GIVEN INFORMATION:
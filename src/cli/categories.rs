use anyhow::Result;
use clap::Subcommand;
use tracing::info;

use crate::storage::{
    catalog::{CategoryCatalog, CategoryStorage},
    entities::Category,
};

#[derive(Subcommand, Debug)]
pub enum CategoryCommand {
    #[command(about = "List categories")]
    List,
    #[command(about = "Create a category")]
    Add {
        #[arg(help = "Stable value blocks refer to. Can't be changed later")]
        value: String,
        #[arg(help = "Display name")]
        label: String,
        #[arg(long, short, default_value = "bg-muted text-muted-foreground")]
        color: String,
    },
    #[command(about = "Change label or color of a category")]
    Rename {
        value: String,
        #[arg(long, short)]
        label: Option<String>,
        #[arg(long, short)]
        color: Option<String>,
    },
    #[command(about = "Delete a category. Blocks using it are kept")]
    Remove { value: String },
}

/// Applies a command to the catalog. Returns whether the catalog changed.
pub fn apply_category_command(
    catalog: &mut CategoryCatalog,
    command: CategoryCommand,
) -> Result<bool> {
    match command {
        CategoryCommand::List => Ok(false),
        CategoryCommand::Add {
            value,
            label,
            color,
        } => {
            catalog.create(Category::new(value, label, color))?;
            Ok(true)
        }
        CategoryCommand::Rename {
            value,
            label,
            color,
        } => {
            catalog.rename(&value, label, color)?;
            Ok(true)
        }
        CategoryCommand::Remove { value } => {
            let removed = catalog.delete(&value)?;
            info!("Removed category {removed:?}");
            Ok(true)
        }
    }
}

pub async fn process_category_command(
    storage: &CategoryStorage,
    command: CategoryCommand,
) -> Result<()> {
    let mut catalog = storage.load().await?;
    if apply_category_command(&mut catalog, command)? {
        storage.save(&catalog).await?;
    }
    for category in catalog.categories() {
        println!("{}\t{}\t{}", category.value, category.label, category.color);
    }
    Ok(())
}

WHAT TO PRODUCE:
Output every line of the data again, exactly.

EXERCISE ANSWER:
filename src/cli/categories.rs
use anyhow::Result;
use clap::Subcommand;
use tracing::info;

use crate::storage::{
    catalog::{CategoryCatalog, CategoryStorage},
    entities::Category,
};

#[derive(Subcommand, Debug)]
pub enum CategoryCommand {
    #[command(about = "List categories")]
    List,
    #[command(about = "Create a category")]
    Add {
        #[arg(help = "Stable value blocks refer to. Can't be changed later")]
        value: String,
        #[arg(help = "Display name")]
        label: String,
        #[arg(long, short, default_value = "bg-muted text-muted-foreground")]
        color: String,
    },
    #[command(about = "Change label or color of a category")]
    Rename {
        value: String,
        #[arg(long, short)]
        label: Option<String>,
        #[arg(long, short)]
        color: Option<String>,
    },
    #[command(about = "Delete a category. Blocks using it are kept")]
    Remove { value: String },
}

/// Applies a command to the catalog. Returns whether the catalog changed.
pub fn apply_category_command(
    catalog: &mut CategoryCatalog,
    command: CategoryCommand,
) -> Result<bool> {
    match command {
        CategoryCommand::List => Ok(false),
        CategoryCommand::Add {
            value,
            label,
            color,
        } => {
            catalog.create(Category::new(value, label, color))?;
            Ok(true)
        }
        CategoryCommand::Rename {
            value,
            label,
            color,
        } => {
            catalog.rename(&value, label, color)?;
            Ok(true)
        }
        CategoryCommand::Remove { value } => {
            let removed = catalog.delete(&value)?;
            info!("Removed category {removed:?}");
            Ok(true)
        }
    }
}

pub async fn process_category_command(
    storage: &CategoryStorage,
    command: CategoryCommand,
) -> Result<()> {
    let mut catalog = storage.load().await?;
    if apply_category_command(&mut catalog, command)? {
        storage.save(&catalog).await?;
    }
    for category in catalog.categories() {
        println!("{}\t{}\t{}", category.value, category.label, category.color);
    }
    Ok(())
}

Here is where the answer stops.